#### TASK STATEMENT:
In the records that follow, find the line with "pub fn job_counts(&self)"; from there, retype every line exactly through the line with "pub type StorageResult<T>", which also belongs to the answer.

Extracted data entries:
########

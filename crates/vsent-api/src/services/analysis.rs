//! Status/result facade over the registry, executor and result store.
//!
//! This is the only path outside callers use: HTTP handlers never touch the
//! registry or the store directly.

use std::sync::Arc;

use serde::Serialize;
use thiserror::Error;
use tracing::{info, warn};

use vsent_models::{AnalysisDocument, Job, JobId, JobStatus, ResultRef, SourceRef};
use vsent_registry::JobRegistry;
use vsent_storage::{ResultStore, StorageError, StorageResult};
use vsent_worker::JobExecutor;

use crate::metrics;

pub type ServiceResult<T> = Result<T, ServiceError>;

#[derive(Debug, Error)]
pub enum ServiceError {
    #[error("Job not found: {0}")]
    NotFound(JobId),

    /// Result requested before completion; poll again later.
    #[error("Job {job_id} is {status}, result not ready")]
    NotReady { job_id: JobId, status: JobStatus },

    #[error("Job {job_id} failed: {detail}")]
    JobFailed { job_id: JobId, detail: String },

    #[error("Job {job_id} already {status}")]
    AlreadyFinished { job_id: JobId, status: JobStatus },

    /// Registered but its worker task has not been started yet.
    #[error("Job {0} is starting, retry shortly")]
    Starting(JobId),

    #[error("Too many pending jobs (limit {limit})")]
    Overloaded { limit: usize },

    #[error("{0}")]
    Unavailable(String),

    #[error("Result store error: {0}")]
    Store(#[from] StorageError),
}

impl ServiceError {
    pub fn is_not_found(&self) -> bool {
        matches!(self, Self::NotFound(_))
    }

    pub fn is_not_ready(&self) -> bool {
        matches!(self, Self::NotReady { .. })
    }
}

/// Poll response for one job.
///
/// `result_ref` and `result_path` are only present once the job is
/// `Completed`; the document itself is fetched separately.
#[derive(Debug, Clone, PartialEq, Serialize)]
pub struct JobStatusView {
    pub job_id: JobId,
    pub status: JobStatus,
    pub progress: u8,
    pub current_step: String,
    #[serde(skip_serializing_if = "Option::is_none")]
    pub error_detail: Option<String>,
    #[serde(skip_serializing_if = "Option::is_none")]
    pub result_ref: Option<ResultRef>,
    #[serde(skip_serializing_if = "Option::is_none")]
    pub result_path: Option<String>,
}

impl From<&Job> for JobStatusView {
    fn from(job: &Job) -> Self {
        let completed = job.status == JobStatus::Completed;
        Self {
            job_id: job.id.clone(),
            status: job.status,
            progress: job.progress,
            current_step: job.current_step.clone(),
            error_detail: job.error_detail.clone(),
            result_ref: completed.then(|| job.result_ref.clone()),
            result_path: completed.then(|| format!("/api/results/{}", job.id)),
        }
    }
}

/// Submits analysis jobs and answers status and result queries.
#[derive(Clone)]
pub struct AnalysisService {
    registry: Arc<JobRegistry>,
    executor: JobExecutor,
    results: ResultStore,
    max_pending_jobs: usize,
}

impl AnalysisService {
    pub fn new(
        registry: Arc<JobRegistry>,
        executor: JobExecutor,
        results: ResultStore,
        max_pending_jobs: usize,
    ) -> Self {
        Self {
            registry,
            executor,
            results,
            max_pending_jobs,
        }
    }

    /// Create a job for `source` and start it in the background.
    ///
    /// Returns as soon as the job is registered. The pending-job limit is a
    /// soft cap: concurrent submissions may briefly overshoot it.
    pub fn submit(&self, source: SourceRef) -> ServiceResult<JobId> {
        if self.executor.is_shutting_down() {
            return Err(ServiceError::Unavailable("Server is shutting down".to_string()));
        }
        if self.max_pending_jobs > 0 && self.registry.active_count() >= self.max_pending_jobs {
            warn!(limit = self.max_pending_jobs, "Refusing submission, too many pending jobs");
            return Err(ServiceError::Overloaded {
                limit: self.max_pending_jobs,
            });
        }

        let job_id = self
            .registry
            .create_with(source.clone(), |id| ResultRef::for_job(id, &source));

        if let Err(e) = self.executor.launch(&job_id) {
            warn!(job_id = %job_id, "Failed to launch job: {}", e);
            if let Err(update) = self.registry.update(&job_id, |job| job.fail(e.to_string())) {
                warn!(job_id = %job_id, "Could not record launch failure: {}", update);
            }
            return Err(ServiceError::Unavailable(e.to_string()));
        }

        metrics::record_job_submitted();
        info!(job_id = %job_id, source_ref = %source, "Submitted analysis job");
        Ok(job_id)
    }

    /// Current status of a job.
    pub fn poll(&self, job_id: &JobId) -> ServiceResult<JobStatusView> {
        Ok(JobStatusView::from(&self.job(job_id)?))
    }

    /// Status views of all tracked jobs, newest first.
    pub fn list(&self) -> Vec<JobStatusView> {
        self.registry.list().iter().map(JobStatusView::from).collect()
    }

    /// Result document of a completed job.
    pub async fn fetch_result(&self, job_id: &JobId) -> ServiceResult<AnalysisDocument> {
        let job = self.job(job_id)?;
        match job.status {
            JobStatus::Completed => Ok(self.results.load(&job.result_ref).await?),
            JobStatus::Failed => Err(ServiceError::JobFailed {
                job_id: job.id,
                detail: job.error_detail.unwrap_or_default(),
            }),
            status => Err(ServiceError::NotReady {
                job_id: job.id,
                status,
            }),
        }
    }

    /// Ask a live job to stop. The job ends `Failed` shortly after.
    pub fn cancel(&self, job_id: &JobId) -> ServiceResult<JobStatusView> {
        let job = self.job(job_id)?;
        if !job.is_terminal() && self.executor.cancel(job_id) {
            info!(job_id = %job_id, "Cancellation requested");
            return Ok(JobStatusView::from(&job));
        }

        // No token means either the job has finished or `submit` has not launched it yet
        let current = self.job(job_id)?;
        if current.is_terminal() {
            Err(ServiceError::AlreadyFinished {
                job_id: current.id,
                status: current.status,
            })
        } else {
            Err(ServiceError::Starting(current.id))
        }
    }

    /// Drop finished jobs older than `ttl`. Result documents are kept.
    pub fn evict_finished(&self, ttl: chrono::Duration) -> usize {
        self.registry.evict_finished(ttl)
    }

    /// Number of tracked jobs and how many of them are not yet terminal.
    pub fn job_counts(&self) -> (usize, usize) {
        (self.registry.len(), self.registry.active_count())
    }

    pub fn is_shutting_down(&self) -> bool {
        self.executor.is_shutting_down()
    }

    /// Verify the result store is reachable.
    pub async fn check_store(&self) -> StorageResult<&'static str> {
        let backend = self.results.backend();
        backend.check_connectivity().await?;
        Ok(backend.backend())
    }

    /// Stop accepting work and wind down in-flight jobs.
    pub async fn shutdown(&self) -> bool {
        self.executor.shutdown().await
    }

    fn job(&self, job_id: &JobId) -> ServiceResult<Job> {
        self.registry
            .get(job_id)
            .map_err(|_| ServiceError::NotFound(job_id.clone()))
    }
}
//! Storage error types.

use thiserror::Error;

/// Result type for storage operations.
pub type StorageResult<T> = Result<T, StorageError>;

/// Errors that can occur during storage operations.
#[derive(Debug, Error)]
pub enum StorageError {
    #[error("Failed to configure storage client: {0}")]
    ConfigError(String),

    #[error("Object not found: {0}")]
    NotFound(String),

    #[error("Corrupt object {key}: {reason}")]
    Corrupt { key: String, reason: String },

    #[error("Upload failed: {0}")]
    UploadFailed(String),

    #[error("Download failed: {0}")]
    DownloadFailed(String),

    #[error("Delete failed: {0}")]
    DeleteFailed(String),

    #[error("Invalid key: {0}")]
    InvalidKey(String),

    #[error("IO error: {0}")]
    Io(#[from] std::io::Error),

    #[error("JSON error: {0}")]
    Json(#[from] serde_json::Error),

    #[error("AWS SDK error: {0}")]
    AwsSdk(String),
}

impl StorageError {
    pub fn config_error(msg: impl Into<String>) -> Self {
        Self::ConfigError(msg.into())
    }

    pub fn not_found(key: impl Into<String>) -> Self {
        Self::NotFound(key.into())
    }

    pub fn corrupt(key: impl Into<String>, reason: impl ToString) -> Self {
        Self::Corrupt {
            key: key.into(),
            reason: reason.to_string(),
        }
    }

    pub fn upload_failed(msg: impl Into<String>) -> Self {
        Self::UploadFailed(msg.into())
    }

    pub fn delete_failed(msg: impl Into<String>) -> Self {
        Self::DeleteFailed(msg.into())
    }

    pub fn invalid_key(key: impl Into<String>) -> Self {
        Self::InvalidKey(key.into())
    }

    pub fn is_not_found(&self) -> bool {
        matches!(self, Self::NotFound(_))
    }

    pub fn is_corrupt(&self) -> bool {
        matches!(self, Self::Corrupt { .. })
    }
}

########

#### YOUR SOLUTION:
    pub fn job_counts(&self) -> (usize, usize) {
        (self.registry.len(), self.registry.active_count())
    }

    pub fn is_shutting_down(&self) -> bool {
        self.executor.is_shutting_down()
    }

    /// Verify the result store is reachable.
    pub async fn check_store(&self) -> StorageResult<&'static str> {
        let backend = self.results.backend();
        backend.check_connectivity().await?;
        Ok(backend.backend())
    }

    /// Stop accepting work and wind down in-flight jobs.
    pub async fn shutdown(&self) -> bool {
        self.executor.shutdown().await
    }

    fn job(&self, job_id: &JobId) -> ServiceResult<Job> {
        self.registry
            .get(job_id)
            .map_err(|_| ServiceError::NotFound(job_id.clone()))
    }
}
//! Storage error types.

use thiserror::Error;

/// Result type for storage operations.
pub type StorageResult<T> = Result<T, StorageError>;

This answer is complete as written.